Top of Provided material
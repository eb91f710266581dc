//! Rule registry: package name -> ordered rules.
//!
//! Rule packages are written independently and register themselves during
//! start-up in no particular order, possibly from several threads at once.
//! [`RuleRegistry`] serializes every registration and lookup behind a single
//! `parking_lot::Mutex`. Within a package, registration order is priority
//! order; nothing is deduplicated.
//!
//! The merge pass takes a registry by reference. Most callers use the
//! process-wide instance from [`global`], built on first access; tests build
//! isolated registries with [`RuleRegistry::new`].

use std::sync::Arc;

use indexmap::IndexMap;
use once_cell::sync::Lazy;
use parking_lot::Mutex;

use crate::rule::Rule;

/// Thread-safe table of rule packages.
#[derive(Default)]
pub struct RuleRegistry {
    packages: Mutex<IndexMap<String, Vec<Arc<dyn Rule>>>>,
}

impl RuleRegistry {
    /// Creates an empty registry.
    pub fn new() -> Self {
        RuleRegistry::default()
    }

    /// Appends `rule` to `package`, creating the package on first use.
    pub fn register<R>(&self, package: &str, rule: R)
    where
        R: Rule + 'static,
    {
        self.register_arc(package, Arc::new(rule));
    }

    /// Appends an already shared rule instance to `package`.
    pub fn register_arc(&self, package: &str, rule: Arc<dyn Rule>) {
        let mut packages = self.packages.lock();
        tracing::debug!(package, rule = rule.name(), "registering rewrite rule");
        packages.entry(package.to_string()).or_default().push(rule);
    }

    /// Snapshot of `package`'s rules in priority order, or `None` if nothing
    /// was ever registered under that name.
    pub fn lookup(&self, package: &str) -> Option<Vec<Arc<dyn Rule>>> {
        self.packages.lock().get(package).cloned()
    }

    /// Number of rules registered under `package`.
    pub fn rule_count(&self, package: &str) -> usize {
        self.packages.lock().get(package).map_or(0, Vec::len)
    }

    /// Package names in first-registration order.
    pub fn packages(&self) -> Vec<String> {
        self.packages.lock().keys().cloned().collect()
    }
}

impl std::fmt::Debug for RuleRegistry {
    fn fmt(&self, f: &mut std::fmt::Formatter<'_>) -> std::fmt::Result {
        let packages = self.packages.lock();
        let mut map = f.debug_map();
        for (name, rules) in packages.iter() {
            let names: Vec<&str> = rules.iter().map(|r| r.name()).collect();
            map.entry(name, &names);
        }
        map.finish()
    }
}

static GLOBAL: Lazy<RuleRegistry> = Lazy::new(RuleRegistry::new);

/// The process-wide registry. Constructed exactly once, on first access,
/// even when first accessed from several threads.
pub fn global() -> &'static RuleRegistry {
    &GLOBAL
}

/// Registers `rule` under `package` in the process-wide registry.
pub fn register<R>(package: &str, rule: R)
where
    R: Rule + 'static,
{
    global().register(package, rule);
}

#[cfg(test)]
mod tests {
    use super::*;
    use crate::rule::{Replacement, RewriteError};
    use opmerge_core::{ConvertGraph, NodeId};

    struct Tagged(&'static str);

    impl Rule for Tagged {
        fn name(&self) -> &str {
            self.0
        }

        fn matches(&self, _graph: &ConvertGraph, _node: NodeId) -> bool {
            false
        }

        fn rewrite(&self, _graph: &ConvertGraph, _node: NodeId) -> Result<Replacement, RewriteError> {
            Err(RewriteError::declined("unused"))
        }
    }

    fn names(rules: &[Arc<dyn Rule>]) -> Vec<String> {
        rules.iter().map(|r| r.name().to_string()).collect()
    }

    #[test]
    fn lookup_unknown_package_is_none() {
        let registry = RuleRegistry::new();
        assert!(registry.lookup("nothing").is_none());
        assert_eq!(registry.rule_count("nothing"), 0);
    }

    #[test]
    fn registration_order_is_priority_order() {
        let registry = RuleRegistry::new();
        registry.register("P", Tagged("first"));
        registry.register("Q", Tagged("other"));
        registry.register("P", Tagged("second"));

        let rules = registry.lookup("P").unwrap();
        assert_eq!(names(&rules), vec!["first", "second"]);
        assert_eq!(registry.packages(), vec!["P".to_string(), "Q".to_string()]);
    }

    #[test]
    fn duplicates_are_kept() {
        let registry = RuleRegistry::new();
        let shared: Arc<dyn Rule> = Arc::new(Tagged("dup"));
        registry.register_arc("P", shared.clone());
        registry.register_arc("P", shared);
        assert_eq!(registry.rule_count("P"), 2);
    }

    #[test]
    fn lookup_is_a_snapshot() {
        let registry = RuleRegistry::new();
        registry.register("P", Tagged("a"));
        let before = registry.lookup("P").unwrap();
        registry.register("P", Tagged("b"));
        assert_eq!(before.len(), 1);
        assert_eq!(registry.rule_count("P"), 2);
    }

    #[test]
    fn concurrent_registration_keeps_per_thread_order() {
        let registry = RuleRegistry::new();
        const PER_THREAD: usize = 50;
        let tags: [&'static str; 4] = ["t0", "t1", "t2", "t3"];

        std::thread::scope(|scope| {
            for tag in tags {
                let registry = &registry;
                scope.spawn(move || {
                    for _ in 0..PER_THREAD {
                        registry.register("shared", Tagged(tag));
                    }
                    registry.register(tag, Tagged("own-first"));
                    registry.register(tag, Tagged("own-second"));
                });
            }
        });

        assert_eq!(registry.rule_count("shared"), PER_THREAD * tags.len());
        for tag in tags {
            let own = registry.lookup(tag).unwrap();
            assert_eq!(names(&own), vec!["own-first", "own-second"]);
        }
    }

    #[test]
    fn global_is_a_single_instance() {
        let handles: Vec<usize> = std::thread::scope(|scope| {
            let spawned: Vec<_> = (0..8)
                .map(|_| scope.spawn(|| global() as *const RuleRegistry as usize))
                .collect();
            spawned.into_iter().map(|h| h.join().unwrap()).collect()
        });
        assert!(handles.iter().all(|&addr| addr == handles[0]));
    }

    #[test]
    fn debug_lists_rule_names() {
        let registry = RuleRegistry::new();
        registry.register("P", Tagged("only"));
        assert_eq!(format!("{:?}", registry), r#"{"P": ["only"]}"#);
    }
}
Bottom of Provided material
## Activity
All lines above with "threads" in them should be returned.

## Solution to this exercise
//! start-up in no particular order, possibly from several threads at once.
/// even when first accessed from several threads.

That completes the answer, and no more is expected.